Records from a collection
· · · · · · ·
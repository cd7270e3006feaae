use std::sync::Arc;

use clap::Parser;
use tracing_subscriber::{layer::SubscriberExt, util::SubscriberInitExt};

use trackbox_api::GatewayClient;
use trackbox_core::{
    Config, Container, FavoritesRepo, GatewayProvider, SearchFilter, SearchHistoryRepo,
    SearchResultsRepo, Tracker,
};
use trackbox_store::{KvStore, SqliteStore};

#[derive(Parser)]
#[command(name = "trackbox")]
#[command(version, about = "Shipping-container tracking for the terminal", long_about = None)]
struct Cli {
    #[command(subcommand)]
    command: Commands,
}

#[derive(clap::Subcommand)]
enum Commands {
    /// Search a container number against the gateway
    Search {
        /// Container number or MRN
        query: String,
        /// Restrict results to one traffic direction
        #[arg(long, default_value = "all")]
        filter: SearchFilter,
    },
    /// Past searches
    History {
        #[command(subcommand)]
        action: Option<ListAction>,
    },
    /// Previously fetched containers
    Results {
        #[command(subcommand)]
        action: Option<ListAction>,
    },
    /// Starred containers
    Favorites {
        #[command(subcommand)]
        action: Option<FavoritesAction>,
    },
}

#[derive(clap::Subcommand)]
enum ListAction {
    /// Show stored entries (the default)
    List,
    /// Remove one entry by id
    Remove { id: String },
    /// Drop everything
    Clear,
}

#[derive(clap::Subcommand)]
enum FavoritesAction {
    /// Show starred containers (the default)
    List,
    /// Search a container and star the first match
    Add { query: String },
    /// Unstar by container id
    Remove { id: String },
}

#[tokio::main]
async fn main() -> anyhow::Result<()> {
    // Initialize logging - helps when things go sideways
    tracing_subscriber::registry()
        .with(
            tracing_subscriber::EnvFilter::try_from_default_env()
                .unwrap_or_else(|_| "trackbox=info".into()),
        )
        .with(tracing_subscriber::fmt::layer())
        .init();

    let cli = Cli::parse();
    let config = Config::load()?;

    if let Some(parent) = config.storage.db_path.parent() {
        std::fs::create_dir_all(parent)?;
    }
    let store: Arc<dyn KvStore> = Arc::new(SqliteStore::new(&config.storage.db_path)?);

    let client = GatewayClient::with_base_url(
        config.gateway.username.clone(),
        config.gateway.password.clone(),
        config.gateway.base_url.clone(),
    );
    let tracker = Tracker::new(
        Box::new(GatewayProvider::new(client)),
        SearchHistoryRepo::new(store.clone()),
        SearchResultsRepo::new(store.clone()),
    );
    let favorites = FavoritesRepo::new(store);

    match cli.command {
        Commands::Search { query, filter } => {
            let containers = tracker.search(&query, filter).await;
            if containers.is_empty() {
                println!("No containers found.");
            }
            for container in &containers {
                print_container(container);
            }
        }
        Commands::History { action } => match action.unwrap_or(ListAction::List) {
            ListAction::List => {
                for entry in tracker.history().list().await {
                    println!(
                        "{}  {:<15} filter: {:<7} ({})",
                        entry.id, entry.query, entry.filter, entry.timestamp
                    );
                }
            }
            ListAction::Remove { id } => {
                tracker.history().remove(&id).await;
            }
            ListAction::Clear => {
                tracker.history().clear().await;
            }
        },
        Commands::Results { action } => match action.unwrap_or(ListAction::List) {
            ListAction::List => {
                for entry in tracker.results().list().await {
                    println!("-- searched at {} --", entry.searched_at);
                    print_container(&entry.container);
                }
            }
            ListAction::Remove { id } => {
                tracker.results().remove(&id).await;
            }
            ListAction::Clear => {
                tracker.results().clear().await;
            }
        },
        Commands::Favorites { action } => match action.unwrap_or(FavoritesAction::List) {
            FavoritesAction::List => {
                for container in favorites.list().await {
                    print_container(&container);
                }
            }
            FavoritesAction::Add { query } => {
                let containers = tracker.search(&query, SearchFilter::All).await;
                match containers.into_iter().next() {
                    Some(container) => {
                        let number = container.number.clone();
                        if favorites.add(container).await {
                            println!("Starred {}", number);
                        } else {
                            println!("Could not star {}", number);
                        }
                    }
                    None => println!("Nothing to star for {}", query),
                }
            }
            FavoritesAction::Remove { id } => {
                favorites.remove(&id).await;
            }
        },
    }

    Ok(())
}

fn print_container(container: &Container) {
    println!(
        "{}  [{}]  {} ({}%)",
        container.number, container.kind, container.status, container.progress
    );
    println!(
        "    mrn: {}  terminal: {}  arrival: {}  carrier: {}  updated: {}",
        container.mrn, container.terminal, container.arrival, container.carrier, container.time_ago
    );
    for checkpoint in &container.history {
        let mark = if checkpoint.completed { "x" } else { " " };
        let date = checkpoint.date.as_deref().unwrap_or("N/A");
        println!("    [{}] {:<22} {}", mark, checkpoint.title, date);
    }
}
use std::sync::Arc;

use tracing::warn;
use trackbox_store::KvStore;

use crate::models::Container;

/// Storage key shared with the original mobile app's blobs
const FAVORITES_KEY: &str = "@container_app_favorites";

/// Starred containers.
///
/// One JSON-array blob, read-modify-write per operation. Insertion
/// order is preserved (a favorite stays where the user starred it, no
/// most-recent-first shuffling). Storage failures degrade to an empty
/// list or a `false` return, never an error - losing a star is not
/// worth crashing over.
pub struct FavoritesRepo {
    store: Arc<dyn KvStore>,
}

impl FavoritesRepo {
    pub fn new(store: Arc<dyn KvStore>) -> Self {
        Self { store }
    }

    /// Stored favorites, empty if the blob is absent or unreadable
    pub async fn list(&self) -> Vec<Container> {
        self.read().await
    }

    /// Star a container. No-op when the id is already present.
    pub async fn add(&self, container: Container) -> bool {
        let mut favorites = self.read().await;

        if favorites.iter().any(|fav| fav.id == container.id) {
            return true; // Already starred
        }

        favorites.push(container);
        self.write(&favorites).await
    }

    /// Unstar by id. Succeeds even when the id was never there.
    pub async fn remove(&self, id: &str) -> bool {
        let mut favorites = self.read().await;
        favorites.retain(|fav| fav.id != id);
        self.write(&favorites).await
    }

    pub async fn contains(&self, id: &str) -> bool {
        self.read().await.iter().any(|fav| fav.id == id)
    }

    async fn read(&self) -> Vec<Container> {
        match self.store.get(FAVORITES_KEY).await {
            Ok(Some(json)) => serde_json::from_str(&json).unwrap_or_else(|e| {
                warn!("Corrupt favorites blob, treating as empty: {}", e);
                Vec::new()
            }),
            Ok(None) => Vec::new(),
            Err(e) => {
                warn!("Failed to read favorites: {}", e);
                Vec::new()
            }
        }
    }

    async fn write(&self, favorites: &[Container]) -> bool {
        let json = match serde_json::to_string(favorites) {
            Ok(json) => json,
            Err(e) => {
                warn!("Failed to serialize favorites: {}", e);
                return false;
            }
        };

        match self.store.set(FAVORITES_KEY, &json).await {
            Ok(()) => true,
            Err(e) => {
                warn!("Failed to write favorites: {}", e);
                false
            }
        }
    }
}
· · · · · · ·
**PROBLEM REQUIREMENTS:** Every record above should be output exactly.

**FINISHED EXERCISE:**
repository cd7270e3006feaae
use std::sync::Arc;

use clap::Parser;
use tracing_subscriber::{layer::SubscriberExt, util::SubscriberInitExt};

use trackbox_api::GatewayClient;
use trackbox_core::{
    Config, Container, FavoritesRepo, GatewayProvider, SearchFilter, SearchHistoryRepo,
    SearchResultsRepo, Tracker,
};
use trackbox_store::{KvStore, SqliteStore};

#[derive(Parser)]
#[command(name = "trackbox")]
#[command(version, about = "Shipping-container tracking for the terminal", long_about = None)]
struct Cli {
    #[command(subcommand)]
    command: Commands,
}

#[derive(clap::Subcommand)]
enum Commands {
    /// Search a container number against the gateway
    Search {
        /// Container number or MRN
        query: String,
        /// Restrict results to one traffic direction
        #[arg(long, default_value = "all")]
        filter: SearchFilter,
    },
    /// Past searches
    History {
        #[command(subcommand)]
        action: Option<ListAction>,
    },
    /// Previously fetched containers
    Results {
        #[command(subcommand)]
        action: Option<ListAction>,
    },
    /// Starred containers
    Favorites {
        #[command(subcommand)]
        action: Option<FavoritesAction>,
    },
}

#[derive(clap::Subcommand)]
enum ListAction {
    /// Show stored entries (the default)
    List,
    /// Remove one entry by id
    Remove { id: String },
    /// Drop everything
    Clear,
}

#[derive(clap::Subcommand)]
enum FavoritesAction {
    /// Show starred containers (the default)
    List,
    /// Search a container and star the first match
    Add { query: String },
    /// Unstar by container id
    Remove { id: String },
}

#[tokio::main]
async fn main() -> anyhow::Result<()> {
    // Initialize logging - helps when things go sideways
    tracing_subscriber::registry()
        .with(
            tracing_subscriber::EnvFilter::try_from_default_env()
                .unwrap_or_else(|_| "trackbox=info".into()),
        )
        .with(tracing_subscriber::fmt::layer())
        .init();

    let cli = Cli::parse();
    let config = Config::load()?;

    if let Some(parent) = config.storage.db_path.parent() {
        std::fs::create_dir_all(parent)?;
    }
    let store: Arc<dyn KvStore> = Arc::new(SqliteStore::new(&config.storage.db_path)?);

    let client = GatewayClient::with_base_url(
        config.gateway.username.clone(),
        config.gateway.password.clone(),
        config.gateway.base_url.clone(),
    );
    let tracker = Tracker::new(
        Box::new(GatewayProvider::new(client)),
        SearchHistoryRepo::new(store.clone()),
        SearchResultsRepo::new(store.clone()),
    );
    let favorites = FavoritesRepo::new(store);

    match cli.command {
        Commands::Search { query, filter } => {
            let containers = tracker.search(&query, filter).await;
            if containers.is_empty() {
                println!("No containers found.");
            }
            for container in &containers {
                print_container(container);
            }
        }
        Commands::History { action } => match action.unwrap_or(ListAction::List) {
            ListAction::List => {
                for entry in tracker.history().list().await {
                    println!(
                        "{}  {:<15} filter: {:<7} ({})",
                        entry.id, entry.query, entry.filter, entry.timestamp
                    );
                }
            }
            ListAction::Remove { id } => {
                tracker.history().remove(&id).await;
            }
            ListAction::Clear => {
                tracker.history().clear().await;
            }
        },
        Commands::Results { action } => match action.unwrap_or(ListAction::List) {
            ListAction::List => {
                for entry in tracker.results().list().await {
                    println!("-- searched at {} --", entry.searched_at);
                    print_container(&entry.container);
                }
            }
            ListAction::Remove { id } => {
                tracker.results().remove(&id).await;
            }
            ListAction::Clear => {
                tracker.results().clear().await;
            }
        },
        Commands::Favorites { action } => match action.unwrap_or(FavoritesAction::List) {
            FavoritesAction::List => {
                for container in favorites.list().await {
                    print_container(&container);
                }
            }
            FavoritesAction::Add { query } => {
                let containers = tracker.search(&query, SearchFilter::All).await;
                match containers.into_iter().next() {
                    Some(container) => {
                        let number = container.number.clone();
                        if favorites.add(container).await {
                            println!("Starred {}", number);
                        } else {
                            println!("Could not star {}", number);
                        }
                    }
                    None => println!("Nothing to star for {}", query),
                }
            }
            FavoritesAction::Remove { id } => {
                favorites.remove(&id).await;
            }
        },
    }

    Ok(())
}

fn print_container(container: &Container) {
    println!(
        "{}  [{}]  {} ({}%)",
        container.number, container.kind, container.status, container.progress
    );
    println!(
        "    mrn: {}  terminal: {}  arrival: {}  carrier: {}  updated: {}",
        container.mrn, container.terminal, container.arrival, container.carrier, container.time_ago
    );
    for checkpoint in &container.history {
        let mark = if checkpoint.completed { "x" } else { " " };
        let date = checkpoint.date.as_deref().unwrap_or("N/A");
        println!("    [{}] {:<22} {}", mark, checkpoint.title, date);
    }
}
use std::sync::Arc;

use tracing::warn;
use trackbox_store::KvStore;

use crate::models::Container;

/// Storage key shared with the original mobile app's blobs
const FAVORITES_KEY: &str = "@container_app_favorites";

/// Starred containers.
///
/// One JSON-array blob, read-modify-write per operation. Insertion
/// order is preserved (a favorite stays where the user starred it, no
/// most-recent-first shuffling). Storage failures degrade to an empty
/// list or a `false` return, never an error - losing a star is not
/// worth crashing over.
pub struct FavoritesRepo {
    store: Arc<dyn KvStore>,
}

impl FavoritesRepo {
    pub fn new(store: Arc<dyn KvStore>) -> Self {
        Self { store }
    }

    /// Stored favorites, empty if the blob is absent or unreadable
    pub async fn list(&self) -> Vec<Container> {
        self.read().await
    }

    /// Star a container. No-op when the id is already present.
    pub async fn add(&self, container: Container) -> bool {
        let mut favorites = self.read().await;

        if favorites.iter().any(|fav| fav.id == container.id) {
            return true; // Already starred
        }

        favorites.push(container);
        self.write(&favorites).await
    }

    /// Unstar by id. Succeeds even when the id was never there.
    pub async fn remove(&self, id: &str) -> bool {
        let mut favorites = self.read().await;
        favorites.retain(|fav| fav.id != id);
        self.write(&favorites).await
    }

    pub async fn contains(&self, id: &str) -> bool {
        self.read().await.iter().any(|fav| fav.id == id)
    }

    async fn read(&self) -> Vec<Container> {
        match self.store.get(FAVORITES_KEY).await {
            Ok(Some(json)) => serde_json::from_str(&json).unwrap_or_else(|e| {
                warn!("Corrupt favorites blob, treating as empty: {}", e);
                Vec::new()
            }),
            Ok(None) => Vec::new(),
            Err(e) => {
                warn!("Failed to read favorites: {}", e);
                Vec::new()
            }
        }
    }

    async fn write(&self, favorites: &[Container]) -> bool {
        let json = match serde_json::to_string(favorites) {
            Ok(json) => json,
            Err(e) => {
                warn!("Failed to serialize favorites: {}", e);
                return false;
            }
        };

        match self.store.set(FAVORITES_KEY, &json).await {
            Ok(()) => true,
            Err(e) => {
                warn!("Failed to write favorites: {}", e);
                false
            }
        }
    }
}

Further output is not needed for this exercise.